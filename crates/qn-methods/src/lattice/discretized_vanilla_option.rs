//! Vanilla option on an equity lattice.

use super::discretized_asset::{DiscretizedAsset, DiscretizedAssetCore};
use super::tree_lattice::Lattice;
use qn_core::{errors::Result, Exercise, ExerciseType, Payoff, Time};
use qn_math::Array;
use std::sync::Arc;

/// European, American or Bermudan option whose payoff is evaluated on the
/// lattice grid.
#[derive(Debug)]
pub struct DiscretizedVanillaOption {
    core: DiscretizedAssetCore,
    payoff: Arc<dyn Payoff>,
    exercise_type: ExerciseType,
    stopping_times: Vec<Time>,
}

impl DiscretizedVanillaOption {
    /// Option paying `payoff` according to `exercise`.
    pub fn new(payoff: Arc<dyn Payoff>, exercise: &Exercise) -> Self {
        Self {
            core: DiscretizedAssetCore::default(),
            payoff,
            exercise_type: exercise.exercise_type(),
            stopping_times: exercise.times().to_vec(),
        }
    }

    /// The exercise times (for American exercise: `[earliest, latest]`).
    pub fn stopping_times(&self) -> &[Time] {
        &self.stopping_times
    }

    fn apply_specific_condition(&mut self, lattice: &dyn Lattice) -> Result<()> {
        let grid = lattice.grid(self.time())?;
        for (v, s) in self.core.values_mut().iter_mut().zip(grid.iter()) {
            *v = v.max(self.payoff.value(*s));
        }
        Ok(())
    }
}

impl DiscretizedAsset for DiscretizedVanillaOption {
    fn core(&self) -> &DiscretizedAssetCore {
        &self.core
    }

    fn core_mut(&mut self) -> &mut DiscretizedAssetCore {
        &mut self.core
    }

    fn reset(&mut self, lattice: &dyn Lattice, size: usize) -> Result<()> {
        self.core.set_values(Array::zeros(size));
        self.adjust_values(lattice)
    }

    fn mandatory_times(&self) -> Vec<Time> {
        self.stopping_times.clone()
    }

    fn post_adjust_values_impl(&mut self, lattice: &dyn Lattice) -> Result<()> {
        let now = self.time();
        let exercise_now = match self.exercise_type {
            ExerciseType::American => {
                now >= self.stopping_times[0]
                    && now <= self.stopping_times[self.stopping_times.len() - 1]
            }
            ExerciseType::European => self.is_on_time(lattice, self.stopping_times[0]),
            ExerciseType::Bermudan => self
                .stopping_times
                .iter()
                .any(|&t| self.is_on_time(lattice, t)),
        };
        if exercise_now {
            self.apply_specific_condition(lattice)?;
        }
        Ok(())
    }
}

#[cfg(test)]
mod tests {
    use super::*;
    use crate::lattice::{BinomialTree, BinomialType, BlackScholesLattice};
    use approx::assert_abs_diff_eq;
    use qn_core::{OptionType, PlainVanillaPayoff};
    use qn_math::black_formula;
    use qn_processes::GeneralizedBlackScholesProcess;
    use qn_termstructures::{BlackConstantVol, FlatForward};

    fn process(r: f64, q: f64, vol: f64) -> GeneralizedBlackScholesProcess {
        GeneralizedBlackScholesProcess::new(
            100.0,
            Arc::new(FlatForward::new(r)),
            Arc::new(FlatForward::new(q)),
            Arc::new(BlackConstantVol::new(vol)),
        )
    }

    fn price(option_type: OptionType, exercise: &Exercise, r: f64) -> f64 {
        let steps = 500;
        let p = process(r, 0.0, 0.2);
        let tree =
            BinomialTree::new(BinomialType::CoxRossRubinstein, &p, 1.0, steps, 100.0).unwrap();
        let lattice = BlackScholesLattice::build(tree, r, 1.0, steps).unwrap();
        let payoff = Arc::new(PlainVanillaPayoff::new(option_type, 100.0).unwrap());
        let mut option = DiscretizedVanillaOption::new(payoff, exercise);
        option.initialize(&lattice, 1.0).unwrap();
        option.rollback(&lattice, 0.0).unwrap();
        option.present_value(&lattice).unwrap()
    }

    #[test]
    fn european_call_converges_to_black() {
        let european = Exercise::european(1.0).unwrap();
        let value = price(OptionType::Call, &european, 0.05);
        let forward = 100.0 * 0.05_f64.exp();
        let expected = black_formula(OptionType::Call, 100.0, forward, 0.2, (-0.05_f64).exp());
        assert_abs_diff_eq!(value, expected, epsilon = 2e-2);
    }

    #[test]
    fn american_put_is_worth_more_than_european() {
        let european = price(OptionType::Put, &Exercise::european(1.0).unwrap(), 0.08);
        let american = price(OptionType::Put, &Exercise::american(0.0, 1.0).unwrap(), 0.08);
        let bermudan = price(
            OptionType::Put,
            &Exercise::bermudan(vec![0.25, 0.5, 0.75, 1.0]).unwrap(),
            0.08,
        );
        assert!(american > bermudan);
        assert!(bermudan > european);
        // American call without dividends is never exercised early
        let call_eu = price(OptionType::Call, &Exercise::european(1.0).unwrap(), 0.08);
        let call_am = price(OptionType::Call, &Exercise::american(0.0, 1.0).unwrap(), 0.08);
        assert_abs_diff_eq!(call_eu, call_am, epsilon = 1e-10);
    }
}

——

Wherever a line of the data above contains "size", copy that line.

    fn reset(&mut self, lattice: &dyn Lattice, size: usize) -> Result<()> {
        self.core.set_values(Array::zeros(size));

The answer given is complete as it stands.